Она не подняла мой подборок своей ручищей, не присела на корточки передо мной. Вообще ничего не сделала такого, от чего меня стошнило бы окончательно.


— Я никуда не пойду. — Я задрал голову вверх в надежде бесстрашно уставиться ей в глаза, но по факту перед моим взором оказались её сиськи. — Вам не сложно потерпеть меня. Почему вы меня выгоняете?


И тогда она опустилась перед мной. Но даже тогда мы оказались не на одном уровне, потому что диванчик, в который я вжалась всей своей голой кожей, был довольно низким.


— Встань, пожалуйста, на ноги. Хочу видеть твое лицо.


Встать было сложно, не только потому что я была в ужасе, но еще и потому что гигантиха была очень близко. И когда я встала, то почти прижалась к ней всем телом.


— Вот так. Ты такая юная. Твоя кожа гладкая, ты вкусно пахнешь без капли духов. Лилит, чтобы я пахла не разложением, я выливаю на себя тонну. Но глядя на твою мордашку, вижу, что зря.


Её лицо было прямо перед моим, и я видела, как бумажная кожа, покрытая толстым слоем белой, словно тальк, пудры, начала немного трескаться. Ей бы не помешал увлажняющий крем. Мелкая пыль с ее лица попала мне в нос, и я, не успев перехватить рефлексы, чихнула.

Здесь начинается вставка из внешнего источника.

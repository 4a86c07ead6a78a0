//! Circle/segment and segment/segment intersection
//!
//! Both routines work on the infinite carrier line first and then clip the
//! candidate points to the segment, so a line can be classified as tangent
//! or secant even when none of its touching points survive clipping.

use std::fmt;

use crate::log::trace;
use crate::types::Point;

use super::defaults::EPSILON;
use super::shapes::{Circle, Segment};

/// How the segment's carrier line meets the circle
#[derive(Debug, Clone, Copy, PartialEq, Eq, Hash)]
pub enum IntersectionKind {
    /// The line misses the circle
    None,
    /// The line touches the circle at one point
    Tangent,
    /// The line cuts the circle at two points
    Secant,
}

impl IntersectionKind {
    /// Most points a result of this kind can carry after clipping
    pub fn max_points(self) -> usize {
        match self {
            IntersectionKind::None => 0,
            IntersectionKind::Tangent => 1,
            IntersectionKind::Secant => 2,
        }
    }
}

impl fmt::Display for IntersectionKind {
    fn fmt(&self, f: &mut fmt::Formatter<'_>) -> fmt::Result {
        match self {
            IntersectionKind::None => write!(f, "none"),
            IntersectionKind::Tangent => write!(f, "tangent"),
            IntersectionKind::Secant => write!(f, "secant"),
        }
    }
}

/// Classification plus the touching points that lie on the segment.
#[derive(Debug, Clone, PartialEq)]
pub struct IntersectionResult {
    kind: IntersectionKind,
    points: Vec<Point>,
}

impl IntersectionResult {
    fn none() -> Self {
        IntersectionResult {
            kind: IntersectionKind::None,
            points: Vec::new(),
        }
    }

    pub fn kind(&self) -> IntersectionKind {
        self.kind
    }

    /// Points on both the circle and the segment, in candidate order
    pub fn points(&self) -> &[Point] {
        &self.points
    }

    pub fn len(&self) -> usize {
        self.points.len()
    }

    pub fn is_empty(&self) -> bool {
        self.points.is_empty()
    }

    pub fn into_points(self) -> Vec<Point> {
        self.points
    }
}

/// Intersect a circle with a segment.
///
/// The carrier line is put in implicit form and its distance to the center
/// decides the kind: farther than `r + EPSILON` misses, within `EPSILON` of
/// `r` is tangent, anything closer is secant. Candidate points are then kept
/// only if they fall inside the segment's bounding box grown by `EPSILON`,
/// and kept points are clamped back into the box itself.
pub fn intersect(circle: &Circle, segment: &Segment) -> IntersectionResult {
    let line = segment.line();
    let center = circle.center();
    let r = circle.radius();

    // never zero: Segment rejects coincident endpoints
    let norm_sq = line.norm_sq();
    let dist = line.distance(center);
    trace!(dist, r, "circle/segment distance");

    if dist > r + EPSILON {
        return IntersectionResult::none();
    }

    let bbox = segment.bbox();
    let foot = line.project(center);

    if (dist - r).abs() <= EPSILON {
        let points = if bbox.contains(foot, EPSILON) {
            vec![bbox.clamp(foot)]
        } else {
            Vec::new()
        };
        return IntersectionResult {
            kind: IntersectionKind::Tangent,
            points,
        };
    }

    let mult = ((r * r - dist * dist).max(0.0) / norm_sq).sqrt();
    let ax = line.b * mult;
    let ay = line.a * mult;
    let candidates = [
        Point::new(foot.x + ax, foot.y - ay),
        Point::new(foot.x - ax, foot.y + ay),
    ];

    IntersectionResult {
        kind: IntersectionKind::Secant,
        points: candidates
            .into_iter()
            .filter(|p| bbox.contains(*p, EPSILON))
            .map(|p| bbox.clamp(p))
            .collect(),
    }
}

/// How two segments meet
#[derive(Debug, Clone, Copy, PartialEq)]
pub enum SegmentCrossing {
    /// The carrier lines cross outside at least one segment
    Disjoint,
    /// The segments are parallel or collinear
    Parallel,
    /// The segments cross at this point
    Crossing(Point),
}

/// Intersect two segments.
///
/// Parallelism is judged on the sine of the angle between them, so the
/// outcome does not depend on segment length.
pub fn intersect_segments(first: &Segment, second: &Segment) -> SegmentCrossing {
    let d1 = first.delta();
    let d2 = second.delta();
    let cross = d1.perp_dot(d2);

    if (cross / (d1.length() * d2.length())).abs() < EPSILON {
        return SegmentCrossing::Parallel;
    }

    let d = second.start() - first.start();
    let t = d.perp_dot(d2) / cross;
    let u = d.perp_dot(d1) / cross;
    trace!(t, u, "segment crossing parameters");

    let on_segment = |s: f64| (-EPSILON..=1.0 + EPSILON).contains(&s);
    if on_segment(t) && on_segment(u) {
        SegmentCrossing::Crossing(first.start() + d1 * t)
    } else {
        SegmentCrossing::Disjoint
    }
}
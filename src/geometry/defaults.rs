//! Fixed tolerances and default sizes (drawing space unless noted)

/// Tolerance for tangent/secant classification, bounding-box clipping and
/// parallel-segment detection. Not configurable.
pub const EPSILON: f64 = 1e-6;

/// Line-loop resolution used for circle outlines and rubber-band previews.
pub const CIRCLE_SEGMENTS: usize = 100;

/// Intersection marker edge, in device pixels.
pub const MARKER_POINT_SIZE: f64 = 10.0;

/// Distance moved per update while an arrow key is held.
pub const NUDGE_STEP: f64 = 0.01;

/// The nudged rectangle's center stays within `[-NUDGE_LIMIT, NUDGE_LIMIT]`.
pub const NUDGE_LIMIT: f64 = 0.9;

/// Half edge of the nudged square.
pub const NUDGE_HALF_SIZE: f64 = 0.1;
//! Arrow-key movement of a square marker in drawing space.

use crate::geometry::defaults::{NUDGE_HALF_SIZE, NUDGE_LIMIT, NUDGE_STEP};
use crate::geometry::points_to_box_vertices;
use crate::types::Point;

/// Which arrow keys are currently held
#[derive(Debug, Clone, Copy, Default, PartialEq, Eq)]
pub struct Held {
    pub left: bool,
    pub right: bool,
    pub up: bool,
    pub down: bool,
}

impl Held {
    pub fn any(&self) -> bool {
        self.left || self.right || self.up || self.down
    }
}

#[derive(Debug, Clone, Copy, PartialEq)]
pub struct NudgeConfig {
    /// Distance per update along each held axis
    pub step: f64,
    /// The center is clamped to `[-limit, limit]` on both axes
    pub limit: f64,
    /// Half edge of the moved square
    pub half_size: f64,
}

impl Default for NudgeConfig {
    fn default() -> Self {
        Self {
            step: NUDGE_STEP,
            limit: NUDGE_LIMIT,
            half_size: NUDGE_HALF_SIZE,
        }
    }
}

impl NudgeConfig {
    /// Fan-ordered corners of the square centered at `position`
    pub fn square(&self, position: Point) -> Vec<Point> {
        points_to_box_vertices(&[position], self.half_size)
    }
}

/// Move `position` one step for every held key, then clamp.
///
/// Opposite keys cancel out.
pub fn nudge(position: Point, held: Held, config: &NudgeConfig) -> Point {
    let mut next = position;
    if held.left {
        next.x -= config.step;
    }
    if held.right {
        next.x += config.step;
    }
    if held.up {
        next.y += config.step;
    }
    if held.down {
        next.y -= config.step;
    }
    Point::new(
        next.x.clamp(-config.limit, config.limit),
        next.y.clamp(-config.limit, config.limit),
    )
}

#[cfg(test)]
mod tests {
    use super::*;

    #[test]
    fn nothing_held_stays_put() {
        let p = Point::new(0.3, -0.2);
        assert!(!Held::default().any());
        assert_eq!(nudge(p, Held::default(), &NudgeConfig::default()), p);
    }

    #[test]
    fn right_and_up_move_diagonally() {
        let held = Held {
            right: true,
            up: true,
            ..Held::default()
        };
        let p = nudge(Point::ORIGIN, held, &NudgeConfig::default());
        assert_eq!(p, Point::new(0.01, 0.01));
    }

    #[test]
    fn opposite_keys_cancel() {
        let held = Held {
            left: true,
            right: true,
            ..Held::default()
        };
        let p = nudge(Point::new(0.5, 0.0), held, &NudgeConfig::default());
        assert!((p.x - 0.5).abs() < 1e-12);
    }

    #[test]
    fn clamped_at_the_limit() {
        let config = NudgeConfig::default();
        let held = Held {
            left: true,
            down: true,
            ..Held::default()
        };
        let mut p = Point::ORIGIN;
        for _ in 0..500 {
            p = nudge(p, held, &config);
        }
        assert_eq!(p, Point::new(-0.9, -0.9));
    }

    #[test]
    fn square_around_position() {
        let square = NudgeConfig::default().square(Point::ORIGIN);
        assert_eq!(square[0], Point::new(-0.1, -0.1));
        assert_eq!(square[2], Point::new(0.1, 0.1));
    }
}
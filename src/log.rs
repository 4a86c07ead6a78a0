//! Conditional logging macros.
//!
//! When the `tracing` feature is enabled, these re-export `tracing` macros.
//! When disabled, they expand to no-ops for zero runtime overhead.

#[cfg(feature = "tracing")]
pub use tracing::{debug, trace, warn};

#[cfg(not(feature = "tracing"))]
#[macro_export]
macro_rules! debug {
    ($($arg:tt)*) => {};
}

#[cfg(not(feature = "tracing"))]
#[macro_export]
macro_rules! trace {
    ($($arg:tt)*) => {};
}

#[cfg(not(feature = "tracing"))]
#[macro_export]
macro_rules! warn {
    ($($arg:tt)*) => {};
}

#[cfg(not(feature = "tracing"))]
pub use crate::{debug, trace, warn};
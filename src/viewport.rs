//! Device-space viewport: pixel <-> drawing space mapping and layout helpers.
//!
//! Device space has its origin at the top-left with y growing downward.
//! Drawing space is centered with y growing upward and spans `[-1, 1]` on
//! both axes across the viewport.

use crate::errors::GeomError;
use crate::types::{Point, check_positive};

/// Map a device pixel position into drawing space.
///
/// No clamping: positions outside `[0, width] x [0, height]` land outside
/// `[-1, 1]`.
#[inline]
pub fn to_drawing_space(device: Point, width: f64, height: f64) -> Point {
    Point::new(
        (device.x / width) * 2.0 - 1.0,
        -((device.y / height) * 2.0 - 1.0),
    )
}

/// Inverse of [`to_drawing_space`].
#[inline]
pub fn to_device_space(point: Point, width: f64, height: f64) -> Point {
    Point::new(
        (point.x + 1.0) / 2.0 * width,
        (1.0 - point.y) / 2.0 * height,
    )
}

/// Size of the drawing surface in device pixels.
#[derive(Debug, Clone, Copy, PartialEq)]
pub struct Viewport {
    width: f64,
    height: f64,
}

impl Viewport {
    /// Create a Viewport with validation (rejects NaN, infinite, zero, negative)
    pub fn try_new(width: f64, height: f64) -> Result<Self, GeomError> {
        let width = check_positive(width).map_err(|e| GeomError::numeric("viewport width", e))?;
        let height =
            check_positive(height).map_err(|e| GeomError::numeric("viewport height", e))?;
        Ok(Viewport { width, height })
    }

    pub fn width(&self) -> f64 {
        self.width
    }

    pub fn height(&self) -> f64 {
        self.height
    }

    pub fn aspect_ratio(&self) -> f64 {
        self.width / self.height
    }

    pub fn to_drawing(&self, device: Point) -> Point {
        to_drawing_space(device, self.width, self.height)
    }

    pub fn to_device(&self, point: Point) -> Point {
        to_device_space(point, self.width, self.height)
    }

    /// Largest viewport with this aspect ratio that fits the available area.
    ///
    /// A wider area is bound by its height, anything else by its width.
    pub fn fit_within(&self, available_width: f64, available_height: f64) -> Result<Self, GeomError> {
        let available = Viewport::try_new(available_width, available_height)?;
        let aspect = self.aspect_ratio();
        if available.aspect_ratio() > aspect {
            Viewport::try_new(available.height * aspect, available.height)
        } else {
            Viewport::try_new(available.width, available.width / aspect)
        }
    }

    /// Four solid-color quadrants as scissor rectangles.
    ///
    /// Order: top-left green, top-right red, bottom-left blue, bottom-right
    /// yellow. Rectangles use a bottom-left origin and together cover every
    /// whole pixel of the viewport, odd sizes included.
    pub fn quadrants(&self) -> [QuadrantFill; 4] {
        let w = self.width.floor() as u32;
        let h = self.height.floor() as u32;
        let (left, bottom) = (w / 2, h / 2);
        let (right, top) = (w - left, h - bottom);

        [
            QuadrantFill {
                scissor: ScissorRect::new(0, bottom, left, top),
                color: Rgba::GREEN,
            },
            QuadrantFill {
                scissor: ScissorRect::new(left, bottom, right, top),
                color: Rgba::RED,
            },
            QuadrantFill {
                scissor: ScissorRect::new(0, 0, left, bottom),
                color: Rgba::BLUE,
            },
            QuadrantFill {
                scissor: ScissorRect::new(left, 0, right, bottom),
                color: Rgba::YELLOW,
            },
        ]
    }
}

/// Scissor box in device pixels, origin at the bottom-left.
#[derive(Debug, Clone, Copy, PartialEq, Eq)]
pub struct ScissorRect {
    pub x: u32,
    pub y: u32,
    pub width: u32,
    pub height: u32,
}

impl ScissorRect {
    pub const fn new(x: u32, y: u32, width: u32, height: u32) -> Self {
        ScissorRect { x, y, width, height }
    }

    pub fn area(&self) -> u64 {
        u64::from(self.width) * u64::from(self.height)
    }
}

/// Linear RGBA clear color
#[derive(Debug, Clone, Copy, PartialEq)]
pub struct Rgba {
    pub r: f32,
    pub g: f32,
    pub b: f32,
    pub a: f32,
}

impl Rgba {
    pub const RED: Rgba = Rgba::opaque(1.0, 0.0, 0.0);
    pub const GREEN: Rgba = Rgba::opaque(0.0, 1.0, 0.0);
    pub const BLUE: Rgba = Rgba::opaque(0.0, 0.0, 1.0);
    pub const YELLOW: Rgba = Rgba::opaque(1.0, 1.0, 0.0);

    pub const fn opaque(r: f32, g: f32, b: f32) -> Self {
        Rgba { r, g, b, a: 1.0 }
    }
}

/// One quadrant of [`Viewport::quadrants`]
#[derive(Debug, Clone, Copy, PartialEq)]
pub struct QuadrantFill {
    pub scissor: ScissorRect,
    pub color: Rgba,
}

#[cfg(test)]
mod tests {
    use super::*;
    use crate::types::NumericError;

    #[test]
    fn corners_map_to_unit_square() {
        let v = Viewport::try_new(700.0, 700.0).unwrap();
        assert_eq!(v.to_drawing(Point::new(0.0, 0.0)), Point::new(-1.0, 1.0));
        assert_eq!(v.to_drawing(Point::new(700.0, 700.0)), Point::new(1.0, -1.0));
        assert_eq!(v.to_drawing(Point::new(350.0, 350.0)), Point::new(0.0, 0.0));
    }

    #[test]
    fn out_of_bounds_is_not_clamped() {
        let p = to_drawing_space(Point::new(-100.0, 800.0), 400.0, 400.0);
        assert_eq!(p, Point::new(-1.5, -3.0));
    }

    #[test]
    fn viewport_rejects_bad_dimensions() {
        assert_eq!(
            Viewport::try_new(0.0, 10.0),
            Err(GeomError::Numeric {
                what: "viewport width",
                source: NumericError::Zero
            })
        );
        assert!(Viewport::try_new(10.0, -1.0).is_err());
        assert!(Viewport::try_new(f64::NAN, 10.0).is_err());
    }

    #[test]
    fn fit_within_wide_window_is_height_bound() {
        let v = Viewport::try_new(600.0, 600.0).unwrap();
        let fitted = v.fit_within(1200.0, 800.0).unwrap();
        assert_eq!((fitted.width(), fitted.height()), (800.0, 800.0));
    }

    #[test]
    fn fit_within_tall_window_is_width_bound() {
        let v = Viewport::try_new(800.0, 400.0).unwrap();
        let fitted = v.fit_within(500.0, 900.0).unwrap();
        assert_eq!((fitted.width(), fitted.height()), (500.0, 250.0));
    }

    #[test]
    fn quadrants_even_size() {
        let q = Viewport::try_new(500.0, 500.0).unwrap().quadrants();
        assert_eq!(q[0].scissor, ScissorRect::new(0, 250, 250, 250));
        assert_eq!(q[0].color, Rgba::GREEN);
        assert_eq!(q[1].scissor, ScissorRect::new(250, 250, 250, 250));
        assert_eq!(q[1].color, Rgba::RED);
        assert_eq!(q[2].scissor, ScissorRect::new(0, 0, 250, 250));
        assert_eq!(q[2].color, Rgba::BLUE);
        assert_eq!(q[3].scissor, ScissorRect::new(250, 0, 250, 250));
        assert_eq!(q[3].color, Rgba::YELLOW);
    }

    #[test]
    fn quadrants_cover_odd_sizes() {
        let q = Viewport::try_new(501.0, 333.0).unwrap().quadrants();
        let total: u64 = q.iter().map(|f| f.scissor.area()).sum();
        assert_eq!(total, 501 * 333);
        assert_eq!(q[1].scissor, ScissorRect::new(250, 166, 251, 167));
    }
}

— Как котёнок. — Она улыбнулась еще шире, и, кажется, она была очень рада, что я забрызгала её слюнями. — Я очень хочу, чтобы ты ушла. Можешь не отходить далеко, просто выйди за порог. Такая красивая… Я не хочу тебя портить.


У меня не осталось для нее слов отказа, потому что я очень хотела выйти отсюда и не видеть ее уродливого лица и не слышать этот самый уродский запах на свете. Поэтому я молчала и смотрела куда-то ей в плечо.


— У меня три дочери, Лилит, я умею уговаривать непослушных детей. Но раз ты ведешь себя, как взрослая, то и я буду обращаться с тобой, как со взрослой.


Я не знала, что она будет делать, в ее арсенале была любая гадость мира. Больше всего я боялась боли, и ее она мне могла сполна дать. От этого меня начало мутить еще больше, а зубы отбивали нечеткий ритм. Вот же…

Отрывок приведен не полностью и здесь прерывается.